Os investimentos em transgenia, especificamente na área da soja, são crescentes, conforme avaliam Francisco Aragão, pesquisador responsável pelo laboratório de engenharia genética da Embrapa Recursos Genéticos, e Claudiomir Abatti, líder do programa de melhoramento de soja da Monsanto. Aragão estima que o desenvolvimento de uma nova cultivar de soja exija investimentos entre US$ 40 milhões e US$ 100 milhões. "Os custos maiores estão no desenvolvimento da tecnologia, nos ensaios de biossegurança e em todo o processo regulatório global", destaca.
"Para se chegar a uma variedade nova são necessários nove a 12 anos de pesquisas. Apenas a etapa de melhoramento genético clássico de sementes geneticamente modificadas significa investimentos superiores a US$ 1 milhão em equipamentos de pesquisa e mão de obra qualificada", acrescenta Abatti. Mas a pesquisa de um evento biotecnológico e a identificação do gene específico, que vai assegurar à planta as características desejadas, os recursos somam cifras muito mais expressivas, afirma o pesquisador. Globalmente, apenas a Monsanto destaca aproximadamente US$ 1,4 bilhão por ano para investimentos em suas atividades de pesquisa e desenvolvimento de novas tecnologias e produtos para o campo.
Nos últimos 10 anos, subsidiária da companhia no Brasil recebeu investimentos superiores a US$ 1 bilhão, destinados aos setores de biotecnologia e sementes, defensivos agrícolas e ao desenvolvimento de novas tecnologias em suas 29 unidades de pesquisa, processamento de sementes e produção de herbicidas espalhadas por 12 Estados.
Conforme Abatti, é necessário manter uma variedade no mercado por um período de cinco a oito anos para assegurar o retorno dos recursos investidos pela empresa, que no ano passado realizou um faturamento de R$ 3,4 bilhões em sua operação brasileira e ocupa uma fatia de 20% no mercado de sementes de soja, incluindo variedades convencionais e transgênicas. "A perspectiva é de avanço contínuo desse mercado, diante da crescente demanda mundial por alimentos, mas a taxas menos acentuadas do que na safra passada", espera Abatti.
A soja Roundup Ready (RR), tolerante a herbicidas à base de glifosato, foi a primeira cultivar transgênica a desembarcar no mercado, em 2005. "Cerca de 80% dos cultivares usados no cultivo da soja a cada safra já embutem a tecnologia RR", observa Abatti. Aprovada em 2010 pela Comissão Técnica Nacional de Biossegurança (CNTBio), a soja Intacta RR2 PRO, que inclui além da tolerância ao glifosato também a resistência a lagartas da soja, falsa medideira, broca das axilas, das maçãs e as do gênero Helicoverpa, aguarda a manifestação final do governo chinês para chegar ao mercado.
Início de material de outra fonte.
//! Pre-farm-gate input and process factors.

use super::columns::upstream as col;
use super::keyed::KeyedTable;
use super::{LookupError, LookupResult};
use crate::db::{DbResult, RowSet};
use std::str::FromStr;

pub const DIESEL_INDIRECT: &str = "diesel_indirect";
pub const DIESEL_DIRECT: &str = "diesel_direct";
pub const ELECTRICITY_CONSUMED: &str = "electricity_consumed";
pub const AMMONIUM_NITRATE_FERTILISER: &str = "ammonium_nitrate_fertiliser";
pub const UREA_FERTILISER: &str = "urea_fert";
pub const TRIPLE_SUPERPHOSPHATE: &str = "triple_superphosphate";
pub const POTASSIUM_CHLORIDE: &str = "potassium_chloride";
pub const LIME: &str = "lime";

#[derive(Debug, Clone, Copy, PartialEq, Eq)]
pub enum UpstreamField {
    FunctionalUnit,
    KgCo2e,
    KgPo4e,
    KgSo2e,
    Mje,
    KgSbe,
}

impl UpstreamField {
    const ALL_COLUMNS: [&'static str; 6] = [
        col::UPSTREAM_FU,
        col::UPSTREAM_KG_CO2E,
        col::UPSTREAM_KG_PO4E,
        col::UPSTREAM_KG_SO2E,
        col::UPSTREAM_MJE,
        col::UPSTREAM_KG_SBE,
    ];

    pub fn column(self) -> &'static str {
        match self {
            Self::FunctionalUnit => col::UPSTREAM_FU,
            Self::KgCo2e => col::UPSTREAM_KG_CO2E,
            Self::KgPo4e => col::UPSTREAM_KG_PO4E,
            Self::KgSo2e => col::UPSTREAM_KG_SO2E,
            Self::Mje => col::UPSTREAM_MJE,
            Self::KgSbe => col::UPSTREAM_KG_SBE,
        }
    }
}

impl FromStr for UpstreamField {
    type Err = LookupError;

    fn from_str(value: &str) -> Result<Self, Self::Err> {
        match value {
            col::UPSTREAM_FU => Ok(Self::FunctionalUnit),
            col::UPSTREAM_KG_CO2E => Ok(Self::KgCo2e),
            col::UPSTREAM_KG_PO4E => Ok(Self::KgPo4e),
            col::UPSTREAM_KG_SO2E => Ok(Self::KgSo2e),
            col::UPSTREAM_MJE => Ok(Self::Mje),
            col::UPSTREAM_KG_SBE => Ok(Self::KgSbe),
            other => Err(LookupError::UnknownParameter(other.to_string())),
        }
    }
}

/// Upstream type (fertiliser, diesel, electricity, ...) → impact factors.
#[derive(Debug, Clone, PartialEq)]
pub struct Upstream {
    table: KeyedTable,
}

impl Upstream {
    pub fn from_rows(rows: RowSet) -> DbResult<Self> {
        let table = KeyedTable::from_rows(rows, col::UPSTREAM_TYPE, &UpstreamField::ALL_COLUMNS)?;
        Ok(Self { table })
    }

    /// # Errors
    /// - `UnknownUpstreamType` when `upstream_type` is not stored.
    /// - `MissingValue` when the type has no value for `field`.
    pub fn get(&self, upstream_type: &str, field: UpstreamField) -> LookupResult<f64> {
        self.table
            .value(upstream_type, field.column(), LookupError::UnknownUpstreamType)
    }

    pub fn upstream_fu(&self, upstream_type: &str) -> LookupResult<f64> {
        self.get(upstream_type, UpstreamField::FunctionalUnit)
    }

    pub fn upstream_kg_co2e(&self, upstream_type: &str) -> LookupResult<f64> {
        self.get(upstream_type, UpstreamField::KgCo2e)
    }

    pub fn upstream_kg_po4e(&self, upstream_type: &str) -> LookupResult<f64> {
        self.get(upstream_type, UpstreamField::KgPo4e)
    }

    pub fn upstream_kg_so2e(&self, upstream_type: &str) -> LookupResult<f64> {
        self.get(upstream_type, UpstreamField::KgSo2e)
    }

    pub fn upstream_mje(&self, upstream_type: &str) -> LookupResult<f64> {
        self.get(upstream_type, UpstreamField::Mje)
    }

    pub fn upstream_kg_sbe(&self, upstream_type: &str) -> LookupResult<f64> {
        self.get(upstream_type, UpstreamField::KgSbe)
    }

    pub fn contains(&self, upstream_type: &str) -> bool {
        self.table.contains(upstream_type)
    }

    pub fn upstream_types(&self) -> impl Iterator<Item = &str> {
        self.table.keys()
    }

    pub fn len(&self) -> usize {
        self.table.stored_len()
    }

    pub fn is_empty(&self) -> bool {
        self.len() == 0
    }

    pub fn is_loaded(&self) -> bool {
        !self.is_empty()
    }
}

#[cfg(test)]
mod tests {
    use super::{Upstream, UpstreamField, DIESEL_DIRECT};
    use crate::db::{CellValue, Row, RowSet, Table};
    use crate::model::LookupError;

    #[test]
    fn upstream_has_no_synthetic_average() {
        let rows = RowSet::new(
            Table::Upstream,
            vec!["upstream_type".to_string(), "upstream_kg_co2e".to_string()],
            vec![Row::new([
                ("upstream_type", CellValue::Text(DIESEL_DIRECT.to_string())),
                ("upstream_kg_co2e", CellValue::Real(0.264)),
            ])],
        );
        let upstream = Upstream::from_rows(rows).expect("wrapper from rows");

        assert_eq!(upstream.upstream_kg_co2e(DIESEL_DIRECT).expect("upstream kg co2e"), 0.264);
        assert!(!upstream.contains("average"));
        assert_eq!(
            upstream.get("average", UpstreamField::KgCo2e).unwrap_err(),
            LookupError::UnknownUpstreamType("average".to_string())
        );
    }
}
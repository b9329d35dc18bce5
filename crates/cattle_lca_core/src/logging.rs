//! Rolling-file logging for resource loading diagnostics.
//!
//! # Responsibility
//! - Install the `flexi_logger` backend behind the `log` facade once per process.
//! - Record panics raised while a calculator drives the resource layer.
//!
//! # Invariants
//! - Initialization is idempotent for the same level and directory.
//! - Re-initialization with a different level or directory is rejected.
//! - Initialization never panics.
//! - Events carry identifiers and timings only, never factor values.

use flexi_logger::{
    Cleanup, Criterion, FileSpec, LogSpecification, Logger, LoggerHandle, Naming, WriteMode,
};
use log::{error, info};
use once_cell::sync::OnceCell;
use std::path::{Path, PathBuf};

const LOG_FILE_BASENAME: &str = "cattle_lca";
const ROTATE_AT_BYTES: u64 = 10 << 20;
const KEEP_ROTATED_FILES: usize = 4;
const PANIC_TEXT_LIMIT: usize = 160;

static ACTIVE_LOGGER: OnceCell<LoggingState> = OnceCell::new();
static PANIC_HOOK: OnceCell<()> = OnceCell::new();

struct LoggingState {
    level: &'static str,
    log_dir: PathBuf,
    _handle: LoggerHandle,
}

/// Starts file logging at `level` under the absolute directory `log_dir`.
///
/// Logging is optional: without this call every event goes to whatever
/// `log` backend the host installed, or nowhere.
///
/// # Errors
/// - `level` is not one of trace|debug|info|warn|error.
/// - `log_dir` is empty, relative, or cannot be created.
/// - Logging is already active with another level or directory.
/// - The backend fails to start.
pub fn init_logging(level: &str, log_dir: &str) -> Result<(), String> {
    let level = parse_level(level)?;
    let log_dir = absolute_log_dir(log_dir)?;

    if let Some(state) = ACTIVE_LOGGER.get() {
        return state.ensure_same(level, &log_dir);
    }

    let state = ACTIVE_LOGGER.get_or_try_init(|| start_logger(level, &log_dir))?;
    state.ensure_same(level, &log_dir)
}

/// `(level, log_dir)` of the active logger, if any.
pub fn logging_status() -> Option<(&'static str, PathBuf)> {
    ACTIVE_LOGGER
        .get()
        .map(|state| (state.level, state.log_dir.clone()))
}

/// `debug` in debug builds, `info` otherwise.
pub fn default_log_level() -> &'static str {
    if cfg!(debug_assertions) {
        "debug"
    } else {
        "info"
    }
}

impl LoggingState {
    fn ensure_same(&self, level: &str, log_dir: &Path) -> Result<(), String> {
        if self.log_dir != log_dir {
            return Err(format!(
                "logs already go to `{}`; refusing to switch to `{}`",
                self.log_dir.display(),
                log_dir.display()
            ));
        }
        if self.level != level {
            return Err(format!(
                "logs already filter at `{}`; refusing to switch to `{level}`",
                self.level
            ));
        }
        Ok(())
    }
}

fn start_logger(level: &'static str, log_dir: &Path) -> Result<LoggingState, String> {
    std::fs::create_dir_all(log_dir)
        .map_err(|err| format!("cannot create log directory `{}`: {err}", log_dir.display()))?;

    let spec = LogSpecification::parse(level)
        .map_err(|err| format!("log level `{level}` rejected by backend: {err}"))?;
    let files = FileSpec::default()
        .directory(log_dir)
        .basename(LOG_FILE_BASENAME);
    let rotation = Criterion::Size(ROTATE_AT_BYTES);

    let handle = Logger::with(spec)
        .log_to_file(files)
        .rotate(rotation, Naming::Numbers, Cleanup::KeepLogFiles(KEEP_ROTATED_FILES))
        .format_for_files(flexi_logger::detailed_format)
        .write_mode(WriteMode::BufferAndFlush)
        .append()
        .start()
        .map_err(|err| format!("log backend did not start: {err}"))?;

    install_panic_hook_once();
    info!(
        "event=logging_init module=logging status=ok level={} log_dir={} version={}",
        level,
        log_dir.display(),
        env!("CARGO_PKG_VERSION")
    );

    Ok(LoggingState {
        level,
        log_dir: log_dir.to_path_buf(),
        _handle: handle,
    })
}

const LEVEL_NAMES: [(&str, &str); 6] = [
    ("trace", "trace"),
    ("debug", "debug"),
    ("info", "info"),
    ("warn", "warn"),
    ("warning", "warn"),
    ("error", "error"),
];

fn parse_level(level: &str) -> Result<&'static str, String> {
    let wanted = level.trim();
    LEVEL_NAMES
        .iter()
        .find(|(name, _)| name.eq_ignore_ascii_case(wanted))
        .map(|(_, canonical)| *canonical)
        .ok_or_else(|| {
            format!("unknown log level `{wanted}`; use trace, debug, info, warn or error")
        })
}

fn absolute_log_dir(log_dir: &str) -> Result<PathBuf, String> {
    let path = PathBuf::from(log_dir.trim());
    if path.as_os_str().is_empty() {
        return Err("log directory is blank".to_string());
    }
    if path.is_relative() {
        return Err(format!(
            "log directory `{}` is relative; an absolute path is required",
            path.display()
        ));
    }
    Ok(path)
}

fn install_panic_hook_once() {
    if PANIC_HOOK.set(()).is_err() {
        return;
    }

    let previous_hook = std::panic::take_hook();
    std::panic::set_hook(Box::new(move |panic_info| {
        let location = panic_info
            .location()
            .map_or_else(|| "unknown".to_string(), ToString::to_string);
        error!(
            "event=panic_captured module=logging status=error location={} payload={}",
            location,
            panic_message(panic_info)
        );
        previous_hook(panic_info);
    }));
}

fn panic_message(info: &std::panic::PanicHookInfo<'_>) -> String {
    let payload = info.payload();
    let text = payload
        .downcast_ref::<&str>()
        .copied()
        .or_else(|| payload.downcast_ref::<String>().map(String::as_str))
        .unwrap_or("<non-text payload>");
    single_line(text, PANIC_TEXT_LIMIT)
}

/// `text` on one line, cut to `max_chars` with a trailing `...` when longer.
fn single_line(text: &str, max_chars: usize) -> String {
    let mut line: String = text
        .chars()
        .take(max_chars)
        .map(|c| if c == '\n' || c == '\r' { ' ' } else { c })
        .collect();
    if text.chars().nth(max_chars).is_some() {
        line.push_str("...");
    }
    line
}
A cultivar, já referendada por órgãos reguladores de mais de 40 países, passou por uma fase de testes em fazendas de 350 municípios de 14 Estados brasileiros no ciclo 2012/13. "O melhoramento clássico permite um ganho anual de produtividade equivalente a meia saca de soja por hectare. Com a Intacta, atingimos um ganho extra de cinco a seis sacas por hectare", afirma Abatti.
Numa visão mais crítica em relação aos transgênicos, o agrônomo Gabriel Bianconi Fernandes, assessor técnico da AS-PTA Agricultura Familiar e Agroecologia, contesta o processo que permitiu a entrada dos transgênicos no país. Numa primeira fase, relembra ele, uma série de medidas provisórias buscou regularizar o uso de sementes de soja geneticamente modificadas contrabandeadas da Argentina. Em 2005, a Lei 11.105 regularizou o uso de organismos transgênicos no país. "Observe-se que a decisão partiu do Congresso Nacional e não de um órgão técnico, evidenciando a ausência de estudos prévios de impactos à saúde e ao meio ambiente", afirma.
O avanço das variedades geneticamente modificadas deu-se ainda como resultado, entre outros fatores, do recuo de empresas como a Embrapa, que "tem dado preferência a convênios com grandes empresas", aponta Gabriel Fernandes.